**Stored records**
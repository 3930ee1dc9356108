pub mod schema;

use color_eyre::{eyre::eyre, Result};
use rusqlite::Connection;
use std::path::Path;

/// File name of the response cache database
pub const CACHE_DB: &str = "caches.db";
/// File name of the durable pending-write store
pub const OFFLINE_DB: &str = "nickberg-offline.db";

/// Open or create a database at `path` and apply `schema`.
pub fn open(path: &Path, schema: &str) -> Result<Connection> {
  // Ensure parent directory exists
  if let Some(parent) = path.parent() {
    std::fs::create_dir_all(parent)
      .map_err(|e| eyre!("Failed to create database directory: {}", e))?;
  }

  let conn = Connection::open(path)
    .map_err(|e| eyre!("Failed to open database at {}: {}", path.display(), e))?;

  run_migrations(&conn, schema)?;
  Ok(conn)
}

/// Open a private in-memory database and apply `schema`.
pub fn open_in_memory(schema: &str) -> Result<Connection> {
  let conn =
    Connection::open_in_memory().map_err(|e| eyre!("Failed to open in-memory database: {}", e))?;

  run_migrations(&conn, schema)?;
  Ok(conn)
}

/// Run database migrations
fn run_migrations(conn: &Connection, schema: &str) -> Result<()> {
  conn
    .execute_batch(schema)
    .map_err(|e| eyre!("Failed to run migrations: {}", e))?;
  Ok(())
}
//! Control messages from pages and API refreshes.

use color_eyre::{eyre::eyre, Result};
use serde::Serialize;
use tracing::{debug, info};

use super::Coordinator;
use crate::backend::{Endpoint, Fetcher};
use crate::cache::{CacheStorage, Partition};
use crate::message::{CacheStatus, ControlMessage, Notification};
use crate::queue::{NewPendingWrite, PendingStore};

/// Result of re-fetching the known API endpoints.
#[derive(Debug, Clone, Copy, Default, PartialEq, Eq, Serialize)]
pub struct RefreshSummary {
  pub refreshed: usize,
  pub failed: usize,
}

impl<S, Q, F> Coordinator<S, Q, F>
where
  S: CacheStorage + 'static,
  Q: PendingStore + 'static,
  F: Fetcher,
{
  /// Handle a control message, returning the reply for the sender if any.
  pub async fn handle_message(&self, message: ControlMessage) -> Result<Option<Notification>> {
    debug!(?message, "Control message");

    match message {
      ControlMessage::SkipWaiting => {
        self.skip_waiting()?;
        Ok(None)
      }
      ControlMessage::ClearCache => {
        let deleted = self.cache.clear_namespace()?;
        info!(count = deleted.len(), "Cleared caches");
        Ok(Some(Notification::CacheCleared { deleted }))
      }
      ControlMessage::GetCacheStatus => Ok(Some(Notification::CacheStatus {
        payload: self.cache_status()?,
      })),
      ControlMessage::ForceRefresh => {
        self.cache.clear_partition(Partition::Api)?;
        let summary = self.refresh_api().await;
        Ok(Some(Notification::RefreshComplete {
          refreshed: summary.refreshed,
          failed: summary.failed,
        }))
      }
      ControlMessage::QueueWatchlistUpdate { payload } => {
        let body = serde_json::to_string(&payload)
          .map_err(|e| eyre!("Failed to serialize watchlist update: {}", e))?;
        let id = self.queue_write(NewPendingWrite {
          path: Endpoint::Watchlist.path(),
          method: "POST".to_string(),
          body,
        })?;
        Ok(Some(Notification::UpdateQueued { id }))
      }
    }
  }

  /// Entry counts of the current partitions and the write queue.
  pub fn cache_status(&self) -> Result<CacheStatus> {
    Ok(CacheStatus::new(
      &self.config.version,
      self.cache.counts()?,
      self.pending.count()?,
    ))
  }

  /// Re-fetch and store every known API endpoint.
  pub async fn refresh_api(&self) -> RefreshSummary {
    let mut summary = RefreshSummary::default();
    for path in &self.config.precache.api_endpoints {
      if self.precache_one(Partition::Api, path).await {
        summary.refreshed += 1;
      } else {
        summary.failed += 1;
      }
    }
    summary
  }

  /// Periodic refresh of cached API data.
  pub async fn background_refresh(&self) -> RefreshSummary {
    let summary = self.refresh_api().await;
    info!(refreshed = summary.refreshed, failed = summary.failed, "Background refresh");
    self
      .clients
      .broadcast(Notification::BackgroundRefreshComplete {
        refreshed: summary.refreshed,
        failed: summary.failed,
      });
    summary
  }
}
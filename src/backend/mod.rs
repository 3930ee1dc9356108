//! Backend collaborator: request/response types and the network fetcher.

pub mod client;
pub mod endpoints;
pub mod types;

pub use client::{Fetcher, HttpFetcher};
pub use endpoints::Endpoint;
pub use types::{Destination, Request, RequestMode, Response};
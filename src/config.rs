use chrono::Duration;
use color_eyre::{eyre::eyre, Result};
use serde::Deserialize;
use std::path::{Path, PathBuf};

use crate::backend::Endpoint;
use crate::cache::Partition;

#[derive(Debug, Clone, Deserialize)]
#[serde(default)]
pub struct Config {
  /// Origin of the dashboard backend; requests to other hosts are cross-origin
  pub backend_url: String,
  /// Prefix shared by every cache this application owns
  pub namespace: String,
  /// Cache version suffix; bump to invalidate every partition on activation
  pub version: String,
  /// Where the cache and pending-write databases live
  pub data_dir: Option<PathBuf>,
  /// Activate immediately after install instead of waiting
  pub skip_waiting: bool,
  /// Route served for failed navigations when the exact page is not cached
  pub offline_fallback: String,
  /// Paths whose failed mutating writes are queued for replay
  #[serde(deserialize_with = "deserialize_paths")]
  pub queueable_paths: Vec<String>,
  pub ttl: TtlConfig,
  pub precache: PrecacheConfig,
  pub sync: SyncConfig,
}

impl Default for Config {
  fn default() -> Self {
    Self {
      backend_url: "http://localhost:5000".to_string(),
      namespace: "nickberg".to_string(),
      version: "v2".to_string(),
      data_dir: None,
      skip_waiting: false,
      offline_fallback: "/".to_string(),
      queueable_paths: vec!["/api/watchlist".to_string()],
      ttl: TtlConfig::default(),
      precache: PrecacheConfig::default(),
      sync: SyncConfig::default(),
    }
  }
}

/// Normalize queueable paths so they always start with a slash.
fn deserialize_paths<'de, D>(deserializer: D) -> Result<Vec<String>, D::Error>
where
  D: serde::Deserializer<'de>,
{
  let v: Vec<String> = Vec::deserialize(deserializer)?;
  Ok(
    v.into_iter()
      .map(|p| {
        if p.starts_with('/') {
          p
        } else {
          format!("/{}", p)
        }
      })
      .collect(),
  )
}

/// Staleness windows per partition, in seconds.
#[derive(Debug, Clone, Deserialize)]
#[serde(default)]
pub struct TtlConfig {
  pub api_secs: i64,
  pub static_secs: i64,
  pub image_secs: i64,
  /// Images older than this are evicted instead of served
  pub image_ceiling_secs: i64,
}

impl Default for TtlConfig {
  fn default() -> Self {
    Self {
      api_secs: 5 * 60,
      static_secs: 7 * 24 * 60 * 60,
      image_secs: 30 * 24 * 60 * 60,
      image_ceiling_secs: 90 * 24 * 60 * 60,
    }
  }
}

impl TtlConfig {
  pub fn for_partition(&self, partition: Partition) -> Duration {
    match partition {
      Partition::Static => Duration::seconds(self.static_secs),
      Partition::Api => Duration::seconds(self.api_secs),
      Partition::Images => Duration::seconds(self.image_secs),
    }
  }

  pub fn image_ceiling(&self) -> Duration {
    Duration::seconds(self.image_ceiling_secs)
  }
}

/// Resources fetched and stored during install.
#[derive(Debug, Clone, Deserialize)]
#[serde(default)]
pub struct PrecacheConfig {
  pub static_assets: Vec<String>,
  pub api_endpoints: Vec<String>,
  pub images: Vec<String>,
}

impl Default for PrecacheConfig {
  fn default() -> Self {
    Self {
      static_assets: vec![
        "/".to_string(),
        "/static/css/dashboard.css".to_string(),
        "/static/js/dashboard.js".to_string(),
        "/static/manifest.json".to_string(),
      ],
      api_endpoints: Endpoint::precached().iter().map(Endpoint::path).collect(),
      images: vec![
        "/static/icons/icon-192.png".to_string(),
        "/static/icons/icon-512.png".to_string(),
      ],
    }
  }
}

#[derive(Debug, Clone, Deserialize)]
#[serde(default)]
pub struct SyncConfig {
  /// Tag registered for watchlist replay
  pub tag: String,
  /// Replay attempts per registration before waiting for the next trigger
  pub max_attempts: u32,
  pub backoff_secs: u64,
  pub max_backoff_secs: u64,
  /// Interval of the periodic API refresh; 0 disables it
  pub periodic_refresh_secs: u64,
  /// Interval of the connectivity probe against /health; 0 disables it
  pub health_check_secs: u64,
}

impl Default for SyncConfig {
  fn default() -> Self {
    Self {
      tag: "sync-watchlist".to_string(),
      max_attempts: 3,
      backoff_secs: 5,
      max_backoff_secs: 300,
      periodic_refresh_secs: 15 * 60,
      health_check_secs: 30,
    }
  }
}

impl Config {
  /// Load configuration from file.
  ///
  /// Search order:
  /// 1. Explicit path if provided
  /// 2. ./nickberg-offline.yaml (current directory)
  /// 3. $XDG_CONFIG_HOME/nickberg-offline/config.yaml
  ///
  /// Without any file the defaults are used. `NICKBERG_BACKEND_URL`
  /// overrides the backend origin either way.
  pub fn load(explicit_path: Option<&Path>) -> Result<Self> {
    let path = if let Some(p) = explicit_path {
      if p.exists() {
        Some(p.to_path_buf())
      } else {
        return Err(eyre!("Config file not found: {}", p.display()));
      }
    } else {
      Self::find_config_file()
    };

    let mut config = match path {
      Some(p) => Self::load_from_path(&p)?,
      None => Config::default(),
    };

    if let Ok(url) = std::env::var("NICKBERG_BACKEND_URL") {
      config.backend_url = url;
    }

    config.validate()?;
    Ok(config)
  }

  fn find_config_file() -> Option<PathBuf> {
    // Check current directory
    let local = PathBuf::from("nickberg-offline.yaml");
    if local.exists() {
      return Some(local);
    }

    // Check XDG config directory
    if let Some(config_dir) = dirs::config_dir() {
      let xdg_path = config_dir.join("nickberg-offline").join("config.yaml");
      if xdg_path.exists() {
        return Some(xdg_path);
      }
    }

    None
  }

  fn load_from_path(path: &Path) -> Result<Self> {
    let contents = std::fs::read_to_string(path)
      .map_err(|e| eyre!("Failed to read config file {}: {}", path.display(), e))?;

    Self::from_yaml(&contents)
      .map_err(|e| eyre!("Failed to parse config file {}: {}", path.display(), e))
  }

  pub fn from_yaml(contents: &str) -> Result<Self> {
    let config: Config = serde_yaml::from_str(contents).map_err(|e| eyre!("{}", e))?;
    Ok(config)
  }

  fn validate(&self) -> Result<()> {
    let url = url::Url::parse(&self.backend_url)
      .map_err(|e| eyre!("Invalid backend_url '{}': {}", self.backend_url, e))?;
    if !matches!(url.scheme(), "http" | "https") {
      return Err(eyre!("backend_url must be http or https: {}", self.backend_url));
    }
    if self.namespace.is_empty() || self.version.is_empty() {
      return Err(eyre!("namespace and version must not be empty"));
    }
    Ok(())
  }

  /// Parsed backend origin.
  pub fn backend(&self) -> Result<url::Url> {
    url::Url::parse(&self.backend_url)
      .map_err(|e| eyre!("Invalid backend_url '{}': {}", self.backend_url, e))
  }

  /// Directory holding the databases and logs.
  pub fn data_dir(&self) -> Result<PathBuf> {
    if let Some(dir) = &self.data_dir {
      return Ok(dir.clone());
    }

    let data_dir = dirs::data_dir()
      .or_else(|| dirs::home_dir().map(|p| p.join(".local/share")))
      .ok_or_else(|| eyre!("Could not determine data directory"))?;

    Ok(data_dir.join("nickberg-offline"))
  }

  /// Versioned cache name for a partition, e.g. `nickberg-api-v2`.
  pub fn cache_name(&self, partition: Partition) -> String {
    format!("{}-{}-{}", self.namespace, partition.as_str(), self.version)
  }

  pub fn is_queueable(&self, path: &str) -> bool {
    self.queueable_paths.iter().any(|p| p == path)
  }
}

#[cfg(test)]
mod tests {
  use super::*;

  #[test]
  fn test_defaults_apply_to_empty_document() {
    let config = Config::from_yaml("{}").unwrap();
    assert_eq!(config.namespace, "nickberg");
    assert_eq!(config.ttl.api_secs, 300);
    assert_eq!(config.ttl.static_secs, 604_800);
    assert_eq!(config.ttl.image_secs, 2_592_000);
    assert_eq!(config.sync.max_attempts, 3);
  }

  #[test]
  fn test_partial_override() {
    let config = Config::from_yaml(
      "version: v7\nttl:\n  api_secs: 60\nqueueable_paths: [api/watchlist, /api/alerts]\n",
    )
    .unwrap();
    assert_eq!(config.version, "v7");
    assert_eq!(config.ttl.api_secs, 60);
    assert_eq!(config.ttl.static_secs, 604_800);
    assert!(config.is_queueable("/api/watchlist"));
    assert!(config.is_queueable("/api/alerts"));
  }

  #[test]
  fn test_cache_names_are_versioned() {
    let config = Config::default();
    assert_eq!(config.cache_name(Partition::Static), "nickberg-static-v2");
    assert_eq!(config.cache_name(Partition::Api), "nickberg-api-v2");
    assert_eq!(config.cache_name(Partition::Images), "nickberg-images-v2");
  }

  #[test]
  fn test_rejects_non_http_backend() {
    let config = Config {
      backend_url: "ftp://example.com".to_string(),
      ..Config::default()
    };
    assert!(config.validate().is_err());
  }
}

**Exercise instructions**
Copy only the entries from the first line to the line with "durable pending-write store", each exactly as it appears.

**Answer section**
repository 3930ee1dc9356108
pub mod schema;

use color_eyre::{eyre::eyre, Result};
use rusqlite::Connection;
use std::path::Path;

/// File name of the response cache database
pub const CACHE_DB: &str = "caches.db";
/// File name of the durable pending-write store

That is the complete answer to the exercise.